Бросаю телефон на кровать и обхватываю руками голову. Она продолжает безжалостно гудеть. Горло сжимается, пока не становится почти невозможным глотать.

Я думаю о Пейдж. Думаю о ребёнке.

«Ты даже не знаешь точно, твой ли он», — предостерегает здравомыслящий голос в голове.

«Конечно, знаешь, осёл». Другой же голос просто выносит мне мозги. Ненавижу этот голос. Он обо всём знает, и если я его послушаю, буду обречён.

Рядом вибрирует телефон, и единственная моя мысль, что это перезванивает сестра. И она продолжит звонить, пока я не отвечу. Я хватаю его и отвечаю, не глядя.

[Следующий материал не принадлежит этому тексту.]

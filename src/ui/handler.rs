use ratatui::crossterm::event::KeyEvent;
use tracing::warn;

use crate::event::events::Event;
use crate::ui::app::App;
use crate::ui::components::navbar::{NAV_TABS, highlight_tab};
use crate::ui::components::toast::ToastKind;
use crate::ui::input::InputHandler;
use crate::ui::nav::PageParams;
use crate::ui::traits::Action;
use crate::ui::tui::{TerminalEvent, Tui};

const SCROLL_STEP: u16 = 4;

pub struct EventHandler;

impl EventHandler {
    pub async fn handle_events(app: &mut App, tui: &mut Tui) -> color_eyre::Result<()> {
        if let Some(evt) = tui.next().await {
            Self::handle_terminal_event(app, evt, tui).await?;
        }

        while let Ok(evt) = app.event_rx.try_recv() {
            Self::handle_app_event(app, evt).await;
        }

        Ok(())
    }

    async fn handle_terminal_event(
        app: &mut App,
        evt: TerminalEvent,
        tui: &mut Tui,
    ) -> color_eyre::Result<()> {
        match evt {
            TerminalEvent::Key(key) => Self::handle_key_event(app, key).await,
            TerminalEvent::FocusGained => {
                app.has_focus = true;
                tui.clear()?;
            }
            TerminalEvent::FocusLost => app.has_focus = false,
            TerminalEvent::Tick | TerminalEvent::Resize(_, _) => {}
        }
        Ok(())
    }

    /// The active view gets the key first; global bindings only see what it
    /// declined.
    async fn handle_key_event(app: &mut App, key: KeyEvent) {
        if let Some(action) = app.view.handle_input(key, &app.state, &app.ctx).await {
            Self::dispatch_action(app, action);
            return;
        }

        if let Some(action) = InputHandler::handle_key(key) {
            Self::dispatch_action(app, action);
        }
    }

    fn dispatch_action(app: &mut App, action: Action) {
        match action {
            Action::Quit => app.should_quit = true,
            Action::Navigate(page, params) => app.navigator.navigate(page, params),
            Action::NavTab(i) => {
                if let Some((page, _)) = NAV_TABS.get(i) {
                    app.navigator.navigate(*page, PageParams::new());
                }
            }
            Action::CycleTab(step) => {
                let current = highlight_tab(app.navigator.state().page);
                let next = match NAV_TABS.iter().position(|(p, _)| *p == current) {
                    Some(i) => (i as isize + step).rem_euclid(NAV_TABS.len() as isize) as usize,
                    None => 0,
                };
                app.navigator.navigate(NAV_TABS[next].0, PageParams::new());
            }
            Action::PlayPause => app.ctx.audio.play_pause(),
            Action::VolumeUp => app.ctx.audio.volume_up(),
            Action::VolumeDown => app.ctx.audio.volume_down(),
            Action::ScrollUp => {
                app.state.ui.content_scroll =
                    app.state.ui.content_scroll.saturating_sub(SCROLL_STEP);
            }
            Action::ScrollDown => {
                app.state.ui.content_scroll =
                    app.state.ui.content_scroll.saturating_add(SCROLL_STEP);
            }
            Action::SignOut => {
                if app.ctx.auth.session().is_authenticated() {
                    app.ctx.auth.sign_out(&app.ctx.api);
                    app.toaster.push("Signed out", ToastKind::Info);
                }
            }
        }
    }

    async fn handle_app_event(app: &mut App, evt: Event) {
        app.view.on_event(&evt, &app.ctx).await;

        match evt {
            Event::Toast(message, kind) => app.toaster.push(message, kind),
            Event::FetchError(e) => {
                warn!("fetch failed: {e}");
                app.toaster.push(e, ToastKind::Error);
            }
            Event::SessionResolved(Some(user)) => {
                app.toaster
                    .push(format!("Signed in as {}", user.username), ToastKind::Success);
            }
            _ => {}
        }
    }
}
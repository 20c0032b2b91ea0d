use async_trait::async_trait;
use ratatui::crossterm::event::KeyEvent;
use ratatui::{Frame, layout::Rect};

use crate::event::events::Event;
use crate::ui::context::AppContext;
use crate::ui::nav::{PageId, PageParams};
use crate::ui::state::AppState;

#[derive(Debug, Clone, PartialEq)]
pub enum Action {
    Quit,
    Navigate(PageId, PageParams),
    NavTab(usize),
    CycleTab(isize),
    PlayPause,
    VolumeUp,
    VolumeDown,
    ScrollUp,
    ScrollDown,
    SignOut,
}

#[async_trait]
pub trait View: Send {
    fn title(&self) -> &str;

    async fn on_mount(&mut self, _ctx: &AppContext) {}

    fn render(&mut self, f: &mut Frame, area: Rect, state: &AppState, ctx: &AppContext);

    async fn handle_input(
        &mut self,
        _key: KeyEvent,
        _state: &AppState,
        _ctx: &AppContext,
    ) -> Option<Action> {
        None
    }

    async fn on_event(&mut self, _event: &Event, _ctx: &AppContext) {}
}
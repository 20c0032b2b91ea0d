use std::sync::Arc;

use arc_swap::ArcSwap;
use flume::Sender;
use tracing::{info, warn};

use crate::event::events::Event;
use crate::http::ApiClient;
use crate::http::models::User;

const KEYRING_SERVICE: &str = "mellow";
const KEYRING_USER: &str = "api-token";

/// Snapshot of the authentication state. `loading` is true only while the
/// initial session resolution is in flight.
#[derive(Debug, Clone, PartialEq)]
pub struct AuthSession {
    pub user: Option<User>,
    pub loading: bool,
}

impl AuthSession {
    pub fn resolving() -> Self {
        Self {
            user: None,
            loading: true,
        }
    }

    pub fn signed_out() -> Self {
        Self {
            user: None,
            loading: false,
        }
    }

    pub fn signed_in(user: User) -> Self {
        Self {
            user: Some(user),
            loading: false,
        }
    }

    pub fn is_authenticated(&self) -> bool {
        self.user.is_some()
    }
}

/// Single writer of the session snapshot. Everything else reads through
/// [`AuthService::session`] and treats the result as immutable.
pub struct AuthService {
    session: ArcSwap<AuthSession>,
}

impl AuthService {
    pub fn new() -> Self {
        Self {
            session: ArcSwap::from_pointee(AuthSession::resolving()),
        }
    }

    pub fn session(&self) -> Arc<AuthSession> {
        self.session.load_full()
    }

    pub fn set(&self, session: AuthSession) {
        self.session.store(Arc::new(session));
    }

    pub fn sign_out(&self, api: &ApiClient) {
        api.set_token(None);
        self.set(AuthSession::signed_out());
        clear_stored_token();
    }
}

impl Default for AuthService {
    fn default() -> Self {
        Self::new()
    }
}

/// Resolves the session once at startup: token from the environment wins,
/// then the keyring. No token or a rejected token resolves to signed-out,
/// never to an error.
pub async fn resolve_session(
    service: Arc<AuthService>,
    api: Arc<ApiClient>,
    token: Option<String>,
    tx: Sender<Event>,
) {
    let Some(token) = token.or_else(stored_token) else {
        service.set(AuthSession::signed_out());
        let _ = tx.send(Event::SessionResolved(None));
        return;
    };

    api.set_token(Some(token));
    match api.fetch_me().await {
        Ok(user) => {
            info!(user = %user.username, "session resolved");
            service.set(AuthSession::signed_in(user.clone()));
            let _ = tx.send(Event::SessionResolved(Some(user)));
        }
        Err(e) => {
            warn!("session resolution failed: {e}");
            api.set_token(None);
            service.set(AuthSession::signed_out());
            let _ = tx.send(Event::SessionResolved(None));
        }
    }
}

fn stored_token() -> Option<String> {
    let entry = keyring::Entry::new(KEYRING_SERVICE, KEYRING_USER).ok()?;
    entry.get_password().ok()
}

fn clear_stored_token() {
    if let Ok(entry) = keyring::Entry::new(KEYRING_SERVICE, KEYRING_USER) {
        let _ = entry.delete_credential();
    }
}

#[cfg(test)]
mod tests {
    use super::*;

    #[test]
    fn test_session_starts_resolving() {
        let service = AuthService::new();
        let session = service.session();
        assert!(session.loading);
        assert!(!session.is_authenticated());
    }

    #[test]
    fn test_signed_in_snapshot_is_visible_to_readers() {
        let service = AuthService::new();
        service.set(AuthSession::signed_in(User {
            id: "u1".to_string(),
            username: "ada".to_string(),
            email: None,
        }));

        let session = service.session();
        assert!(!session.loading);
        assert!(session.is_authenticated());
    }
}
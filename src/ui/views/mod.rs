pub mod artist_detail;
pub mod artists;
pub mod dashboard;
pub mod home;
pub mod liked_songs;
pub mod login;
pub mod playlist_detail;
pub mod playlists;
pub mod register;
pub mod upload;

pub use artist_detail::ArtistDetail;
pub use artists::Artists;
pub use dashboard::Dashboard;
pub use home::Home;
pub use liked_songs::LikedSongs;
pub use login::Login;
pub use playlist_detail::PlaylistDetail;
pub use playlists::Playlists;
pub use register::Register;
pub use upload::Upload;
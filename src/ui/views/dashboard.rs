use async_trait::async_trait;
use ratatui::{
    Frame,
    layout::Rect,
    style::{Modifier, Style},
    text::{Line, Span},
    widgets::Paragraph,
};

use crate::ui::{context::AppContext, state::AppState, traits::View};
use crate::util::colors;

/// Profile overview. The auth gate guarantees a user is present whenever
/// this view is displayed, but render defensively anyway.
#[derive(Default)]
pub struct Dashboard;

#[async_trait]
impl View for Dashboard {
    fn title(&self) -> &str {
        "Dashboard"
    }

    fn render(&mut self, f: &mut Frame, area: Rect, state: &AppState, ctx: &AppContext) {
        let session = ctx.auth.session();
        let username = session
            .user
            .as_ref()
            .map(|u| u.username.clone())
            .unwrap_or_else(|| "unknown".to_string());
        let email = session
            .user
            .as_ref()
            .and_then(|u| u.email.clone())
            .unwrap_or_else(|| "no email on file".to_string());

        let lines = vec![
            Line::from(Span::styled(
                format!("Signed in as {username}"),
                Style::default()
                    .fg(colors::PRIMARY)
                    .add_modifier(Modifier::BOLD),
            )),
            Line::from(Span::styled(email, Style::default().fg(colors::NEUTRAL))),
            Line::from(""),
            Line::from("Your library lives under Playlists (3) and Liked (4)."),
            Line::from("Upload new tracks from the Upload page (6)."),
            Line::from(""),
            Line::from(Span::styled(
                "o signs this session out.",
                Style::default().fg(colors::NEUTRAL),
            )),
        ];

        let paragraph = Paragraph::new(lines).scroll((state.ui.content_scroll, 0));
        f.render_widget(paragraph, area);
    }
}
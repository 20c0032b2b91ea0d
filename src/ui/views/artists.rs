use async_trait::async_trait;
use ratatui::crossterm::event::{KeyCode, KeyEvent};
use ratatui::{
    Frame,
    layout::Rect,
    style::{Modifier, Style},
    widgets::{List, ListItem, ListState},
};
use tokio::task::JoinHandle;

use crate::event::events::Event;
use crate::http::models::Artist;
use crate::ui::{
    components::spinner::Spinner,
    context::AppContext,
    nav::{PageId, PageParams},
    state::AppState,
    traits::{Action, View},
};
use crate::util::colors;

pub struct Artists {
    list_state: ListState,
    artists: Vec<Artist>,
    is_loading: bool,
    fetch_handle: Option<JoinHandle<()>>,
}

impl Default for Artists {
    fn default() -> Self {
        Self {
            list_state: ListState::default(),
            artists: Vec::new(),
            is_loading: true,
            fetch_handle: None,
        }
    }
}

impl Drop for Artists {
    fn drop(&mut self) {
        if let Some(handle) = self.fetch_handle.take() {
            handle.abort();
        }
    }
}

#[async_trait]
impl View for Artists {
    fn title(&self) -> &str {
        "Artists"
    }

    async fn on_mount(&mut self, ctx: &AppContext) {
        self.is_loading = true;
        let api = ctx.api.clone();
        let tx = ctx.event_tx.clone();
        let handle = tokio::spawn(async move {
            match api.fetch_artists().await {
                Ok(artists) => {
                    let _ = tx.send(Event::ArtistsFetched(artists));
                }
                Err(e) => {
                    let _ = tx.send(Event::FetchError(e.to_string()));
                }
            }
        });
        self.fetch_handle = Some(handle);
    }

    fn render(&mut self, f: &mut Frame, area: Rect, _state: &AppState, _ctx: &AppContext) {
        if self.is_loading && self.artists.is_empty() {
            let spinner = Spinner::new("Loading artists...")
                .with_style(Style::default().fg(colors::PRIMARY));
            f.render_widget(spinner, area);
            return;
        }

        let items: Vec<ListItem> = self
            .artists
            .iter()
            .map(|artist| {
                let genres = if artist.genres.is_empty() {
                    String::new()
                } else {
                    format!(" [{}]", artist.genres.join(", "))
                };
                ListItem::new(format!(
                    "{}{} ({} tracks)",
                    artist.name, genres, artist.track_count
                ))
            })
            .collect();

        let list = List::new(items)
            .highlight_style(
                Style::default()
                    .fg(colors::PRIMARY)
                    .add_modifier(Modifier::BOLD),
            )
            .highlight_symbol("> ");

        if !self.artists.is_empty() && self.list_state.selected().is_none() {
            self.list_state.select(Some(0));
        }

        f.render_stateful_widget(list, area, &mut self.list_state);
    }

    async fn handle_input(
        &mut self,
        key: KeyEvent,
        _state: &AppState,
        _ctx: &AppContext,
    ) -> Option<Action> {
        let len = self.artists.len();
        match key.code {
            KeyCode::Down | KeyCode::Char('j') => {
                if len > 0 {
                    let i = self
                        .list_state
                        .selected()
                        .map_or(0, |i| if i >= len - 1 { i } else { i + 1 });
                    self.list_state.select(Some(i));
                }
                None
            }
            KeyCode::Up | KeyCode::Char('k') => {
                if len > 0 {
                    let i = self
                        .list_state
                        .selected()
                        .map_or(0, |i| if i == 0 { 0 } else { i - 1 });
                    self.list_state.select(Some(i));
                }
                None
            }
            KeyCode::Char('g') => {
                if len > 0 {
                    self.list_state.select(Some(0));
                }
                None
            }
            KeyCode::Char('G') => {
                if len > 0 {
                    self.list_state.select(Some(len - 1));
                }
                None
            }
            KeyCode::Enter => {
                let artist = self.list_state.selected().and_then(|i| self.artists.get(i))?;
                let params =
                    PageParams::from([("artistId".to_string(), artist.id.clone())]);
                Some(Action::Navigate(PageId::ArtistDetail, params))
            }
            _ => None,
        }
    }

    async fn on_event(&mut self, event: &Event, _ctx: &AppContext) {
        if let Event::ArtistsFetched(artists) = event {
            self.artists = artists.clone();
            self.is_loading = false;
        }
    }
}

#[cfg(test)]
mod tests {
    use super::*;
    use crate::test_support::{render_view, test_context};

    #[tokio::test]
    async fn test_enter_navigates_to_artist_detail_with_id() {
        let (ctx, _event_rx) = test_context();
        let mut view = Artists::default();
        view.artists = vec![Artist {
            id: "a7".to_string(),
            name: "Aurora".to_string(),
            genres: vec![],
            track_count: 3,
        }];
        view.is_loading = false;
        view.list_state.select(Some(0));

        let key = KeyEvent::new(KeyCode::Enter, ratatui::crossterm::event::KeyModifiers::NONE);
        let action = view.handle_input(key, &AppState::default(), &ctx).await;
        match action {
            Some(Action::Navigate(PageId::ArtistDetail, params)) => {
                assert_eq!(params.get("artistId").unwrap(), "a7");
            }
            other => panic!("unexpected action: {other:?}"),
        }
    }

    #[tokio::test]
    async fn test_fetched_artists_replace_loading_state() {
        let (ctx, _event_rx) = test_context();
        let mut view = Artists::default();
        view.on_event(
            &Event::ArtistsFetched(vec![Artist {
                id: "a1".to_string(),
                name: "Laurel Halo".to_string(),
                genres: vec!["ambient".to_string()],
                track_count: 12,
            }]),
            &ctx,
        )
        .await;

        let text = render_view(&mut view, &ctx, 60, 10);
        assert!(text.contains("Laurel Halo"));
        assert!(text.contains("ambient"));
    }
}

— Диана, я не в настроении.

— Не сомневаюсь. Похоже, ты здорово набрался вчера.

Мои плечи опадают, растеряв немного напряжения. Джош.

— Твоя сестра устроила тебе трёпку?

— А когда не устраивала? — отзываюсь я.

— Как дела?

— Никак.

— Есть новости от Пейдж?

— Мы порвали. Почему они должны быть?

Джош издаёт громкий вздох, как будто рассердившись на меня. Что ж, пускай присоединяется к клубу.

— Ты серьёзно не собираешься делать тест?

— Я уже говорил тебе, что она сказала по этому поводу. — Теперь он выводит меня из себя.

— Ты же знаешь, что, скорее всего, ребёнок твой, да?

— Какая разница. — Ребёнка здесь нет. Он не реален, а я не дам себе думать о том, что будет в будущем. Не хочу. У меня просто крыша слетит.

В любом случае, она сама сказала мне уходить. И после всего сделанного ею, она должна понимать, почему я хочу тест на отцовство.

— Твоя сестра знает? — осведомляется Джош. Он думает, я должен был рассказать Диане до отлёта в Нью-Йорк.

— Нет.

— Когда планируешь рассказать ей?

— Если Пейдж хочет сказать ей, пускай. Сам я не стану ей ничего говорить, пока не буду знать наверняка, что ребёнок мой.

Снова возникает долгая пауза, и представляю, как Джош закатывает глаза. Это не первый наш такой разговор и, уверен, не последний.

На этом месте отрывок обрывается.